Desde la perspectiva del atún, este maldito embrollo de los pescadores y de los piratas siempre tiene el mismo final. En sushi o a la plancha, encebollado o con tomate, en tacos o enlatado.
Otro cantar resulta para los humanos gobiernos de los países pescantes o pesqueros. El mundo con el que tienen que enfrentarse se complica por momentos. En general, para Occidente, hace tiempo que el mundo se ha convertido en un maldito embrollo.
El caso de la piratería somalí ilustra la paradoja de la encrucijada occidental.
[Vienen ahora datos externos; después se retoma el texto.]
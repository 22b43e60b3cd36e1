//! Per-epoch learning rate schedules.
//!
//! Burn's optimizers take the learning rate as an argument to every
//! `step`, so the schedule only has to answer "what is the rate for
//! this epoch" and advance once per epoch.

use serde::{Deserialize, Serialize};
use std::f64::consts::PI;

/// Core trait for epoch-based learning rate schedulers.
///
/// ```ignore
/// let mut scheduler = CosineAnnealing::new(1e-3, 1e-6, 200);
/// for epoch in 0..200 {
///     let lr = scheduler.get_lr();
///     // ... train one epoch with `lr` ...
///     scheduler.step();
/// }
/// ```
pub trait LRScheduler {
    /// Learning rate for the current epoch.
    fn get_lr(&self) -> f64;

    /// Advance to the next epoch.
    fn step(&mut self);

    /// Return to epoch 0.
    fn reset(&mut self);
}

/// Cosine annealing from `initial_lr` down to `min_lr` over `t_max` epochs,
/// with an optional linear warmup.
///
/// Without warmup:
///
/// `lr(t) = min_lr + (initial_lr - min_lr) * (1 + cos(pi * t / t_max)) / 2`
///
/// During warmup (`t < warmup_epochs`) the rate ramps linearly:
/// `initial_lr * (t + 1) / warmup_epochs`; the cosine then spans the
/// remaining `t_max - warmup_epochs` epochs. From `t_max` onward the rate
/// stays at `min_lr`.
#[derive(Debug, Clone, PartialEq, Serialize, Deserialize)]
pub struct CosineAnnealing {
    initial_lr:    f64,
    min_lr:        f64,
    t_max:         usize,
    warmup_epochs: usize,
    current_epoch: usize,
}

impl CosineAnnealing {
    pub fn new(initial_lr: f64, min_lr: f64, t_max: usize) -> Self {
        Self { initial_lr, min_lr, t_max, warmup_epochs: 0, current_epoch: 0 }
    }

    pub fn with_warmup(mut self, warmup_epochs: usize) -> Self {
        self.warmup_epochs = warmup_epochs.min(self.t_max);
        self
    }

    /// Rate at an arbitrary epoch, independent of the internal counter.
    pub fn lr_at(&self, epoch: usize) -> f64 {
        if epoch < self.warmup_epochs {
            return self.initial_lr * (epoch + 1) as f64 / self.warmup_epochs as f64;
        }

        let span = self.t_max.saturating_sub(self.warmup_epochs);
        let t    = epoch - self.warmup_epochs;
        if span == 0 || t >= span {
            return self.min_lr;
        }

        let cosine = (1.0 + (PI * t as f64 / span as f64).cos()) / 2.0;
        self.min_lr + (self.initial_lr - self.min_lr) * cosine
    }

    pub fn current_epoch(&self) -> usize {
        self.current_epoch
    }

    /// Jump the counter to `epoch`, as if `step` had been called that many times.
    pub fn set_epoch(&mut self, epoch: usize) {
        self.current_epoch = epoch;
    }
}

impl LRScheduler for CosineAnnealing {
    fn get_lr(&self) -> f64 {
        self.lr_at(self.current_epoch)
    }

    fn step(&mut self) {
        self.current_epoch += 1;
    }

    fn reset(&mut self) {
        self.current_epoch = 0;
    }
}

#[cfg(test)]
mod tests {
    use super::*;
    use approx::assert_relative_eq;

    #[test]
    fn test_starts_at_initial_lr() {
        let s = CosineAnnealing::new(1e-3, 1e-6, 200);
        assert_relative_eq!(s.get_lr(), 1e-3, epsilon = 1e-12);
    }

    #[test]
    fn test_halfway_is_midpoint() {
        let s = CosineAnnealing::new(1e-3, 1e-6, 200);
        assert_relative_eq!(s.lr_at(100), (1e-3 + 1e-6) / 2.0, epsilon = 1e-12);
    }

    #[test]
    fn test_monotonic_decrease_to_min() {
        let mut s = CosineAnnealing::new(0.1, 0.001, 10);
        let mut prev = s.get_lr();
        for _ in 0..10 {
            s.step();
            let lr = s.get_lr();
            assert!(lr <= prev);
            prev = lr;
        }
        assert_relative_eq!(prev, 0.001, epsilon = 1e-12);
        // Stays at the floor past t_max
        s.step();
        assert_relative_eq!(s.get_lr(), 0.001, epsilon = 1e-12);
    }

    #[test]
    fn test_warmup_ramps_linearly() {
        let s = CosineAnnealing::new(1e-3, 0.0, 20).with_warmup(5);
        assert_relative_eq!(s.lr_at(0), 2e-4, epsilon = 1e-12);
        assert_relative_eq!(s.lr_at(4), 1e-3, epsilon = 1e-12);
        // Cosine restarts from the peak once warmup is over
        assert_relative_eq!(s.lr_at(5), 1e-3, epsilon = 1e-12);
        assert!(s.lr_at(6) < 1e-3);
    }

    #[test]
    fn test_reset_and_set_epoch() {
        let mut s = CosineAnnealing::new(0.1, 0.0, 4);
        s.set_epoch(3);
        assert_eq!(s.current_epoch(), 3);
        assert_relative_eq!(s.get_lr(), s.lr_at(3), epsilon = 1e-12);
        s.reset();
        assert_relative_eq!(s.get_lr(), 0.1, epsilon = 1e-12);
    }

    #[test]
    fn test_state_round_trips_through_json() {
        let mut s = CosineAnnealing::new(1e-3, 1e-6, 200).with_warmup(5);
        s.step();
        s.step();
        let json = serde_json::to_string(&s).unwrap();
        let back: CosineAnnealing = serde_json::from_str(&json).unwrap();
        assert_eq!(back, s);
    }
}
Pues los piratas lo mismo dificultan el paso de cargueros con armas destinadas a destrozar países, que el de navíos que transportan bienes humanitarios designados para paliar el daño producido previamente.
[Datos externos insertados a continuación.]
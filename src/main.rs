#![recursion_limit = "256"]

mod cli;
mod application;
mod domain;
mod data;
mod ml;
mod infra;

use anyhow::Result;
use cli::Cli;
use clap::Parser;

fn main() -> Result<()> {
    tracing_subscriber::fmt()
        .with_env_filter(
            tracing_subscriber::EnvFilter::from_default_env()
                .add_directive("vit_cifar=info".parse()?),
        )
        .init();

    let cli = Cli::parse();
    cli.run()
}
Asimismo, amenazan y secuestran a los pescadores que se atreven a llegar hasta sus costas para hacerse con la ración de atún que los ciudadanos, espectadores de todo y partícipes de nada, estamos esperando, cuchillo y tenedor en mano, y relamiéndonos de gusto.
Saturados de buques de pesca el Atlántico y el Pacífico, el océano Índico ofrece un amplio horizonte, en especial en las cercanías de un territorio que es la quinta esencia ejemplar de cómo se puede destruir un país por las armas, con la colaboración exterior y el más entusiasta de los ardores propios. Somalia, sin instituciones, sin gobierno que controle, fuera de la ley, presenta grandes oportunidades pesqueras.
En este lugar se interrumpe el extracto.